## DIRECTIONS FOR THIS TASK
Whenever a line below holds the word "document", count it; please give only the final number.

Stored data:
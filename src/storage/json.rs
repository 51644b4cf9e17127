//! JSON file-based session storage.
//!
//! One file per session holds a small versioned key/value document. Writes go
//! to a temporary file first and are renamed into place, so a crash never
//! leaves a half-written snapshot behind.
//!
//! # File Format
//!
//! ```json
//! {
//!   "version": 1,
//!   "entries": {
//!     "state": {
//!       "list": [],
//!       "isLogged": false,
//!       "token": "",
//!       "loading": false,
//!       "outcome": { "kind": "idle" },
//!       "user": ""
//!     }
//!   }
//! }
//! ```

use crate::app::AppState;
use crate::domain::error::{Result, SessionError};
use crate::storage::backend::{Storage, STATE_KEY};
use serde::{Deserialize, Serialize};
use std::collections::BTreeMap;
use std::path::{Path, PathBuf};

/// Current on-disk format version.
const FORMAT_VERSION: u32 = 1;

/// Top-level document written to disk.
#[derive(Debug, Clone, Serialize, Deserialize)]
struct SessionFile {
    /// Version of the storage format for future migrations.
    version: u32,

    /// Stored values by key.
    #[serde(default)]
    entries: BTreeMap<String, serde_json::Value>,
}

impl Default for SessionFile {
    fn default() -> Self {
        Self {
            version: FORMAT_VERSION,
            entries: BTreeMap::new(),
        }
    }
}

/// Session store backed by a JSON file.
///
/// The document is loaded once on creation and kept in memory; every `save`
/// rewrites the whole file.
#[derive(Debug)]
pub struct JsonSessionStorage {
    file_path: PathBuf,
    data: SessionFile,
}

impl JsonSessionStorage {
    /// Opens the session file, creating parent directories as needed.
    ///
    /// A missing file is an empty session.
    ///
    /// # Errors
    ///
    /// Returns an error if:
    /// - Parent directory creation fails
    /// - The file exists but contains invalid JSON
    /// - File permissions prevent reading
    ///
    /// # Examples
    ///
    /// ```no_run
    /// use shopping_session::storage::JsonSessionStorage;
    /// use std::path::PathBuf;
    ///
    /// let storage = JsonSessionStorage::open(PathBuf::from("/tmp/shopping/session-1.json"))?;
    /// # Ok::<(), shopping_session::SessionError>(())
    /// ```
    pub fn open(file_path: PathBuf) -> Result<Self> {
        tracing::debug!(path = ?file_path, "opening session storage");

        if let Some(parent) = file_path.parent() {
            std::fs::create_dir_all(parent)?;
        }

        let data = if file_path.exists() {
            Self::read_file(&file_path)?
        } else {
            tracing::debug!("no session file yet, starting empty");
            SessionFile::default()
        };

        Ok(Self { file_path, data })
    }

    /// Path of the backing file.
    #[must_use]
    pub fn path(&self) -> &Path {
        &self.file_path
    }

    fn read_file(path: &Path) -> Result<SessionFile> {
        let contents = std::fs::read_to_string(path)?;
        let data: SessionFile = serde_json::from_str(&contents)
            .map_err(|e| SessionError::Storage(format!("failed to parse session file: {e}")))?;

        if data.version != FORMAT_VERSION {
            return Err(SessionError::Storage(format!(
                "unsupported session file version {}",
                data.version
            )));
        }

        tracing::debug!(entries = data.entries.len(), "loaded session file");
        Ok(data)
    }

    fn write_file(&self) -> Result<()> {
        let json = serde_json::to_string_pretty(&self.data)
            .map_err(|e| SessionError::Storage(format!("failed to serialize session file: {e}")))?;

        let tmp_path = self.file_path.with_extension("tmp");
        std::fs::write(&tmp_path, json)?;
        std::fs::rename(&tmp_path, &self.file_path)?;

        tracing::trace!(path = ?self.file_path, "session file written");
        Ok(())
    }
}

impl Storage for JsonSessionStorage {
    fn save(&mut self, state: &AppState) -> Result<()> {
        let _span =
            tracing::debug_span!("json_save_state", items = state.list.len()).entered();

        let value = serde_json::to_value(state)
            .map_err(|e| SessionError::Storage(format!("failed to serialize state: {e}")))?;
        self.data.entries.insert(STATE_KEY.to_string(), value);
        self.write_file()
    }

    fn load(&self) -> Result<Option<AppState>> {
        self.data
            .entries
            .get(STATE_KEY)
            .map(|value| {
                serde_json::from_value(value.clone())
                    .map_err(|e| SessionError::Storage(format!("stored state is malformed: {e}")))
            })
            .transpose()
    }
}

## ANSWER TO THE EXERCISE
3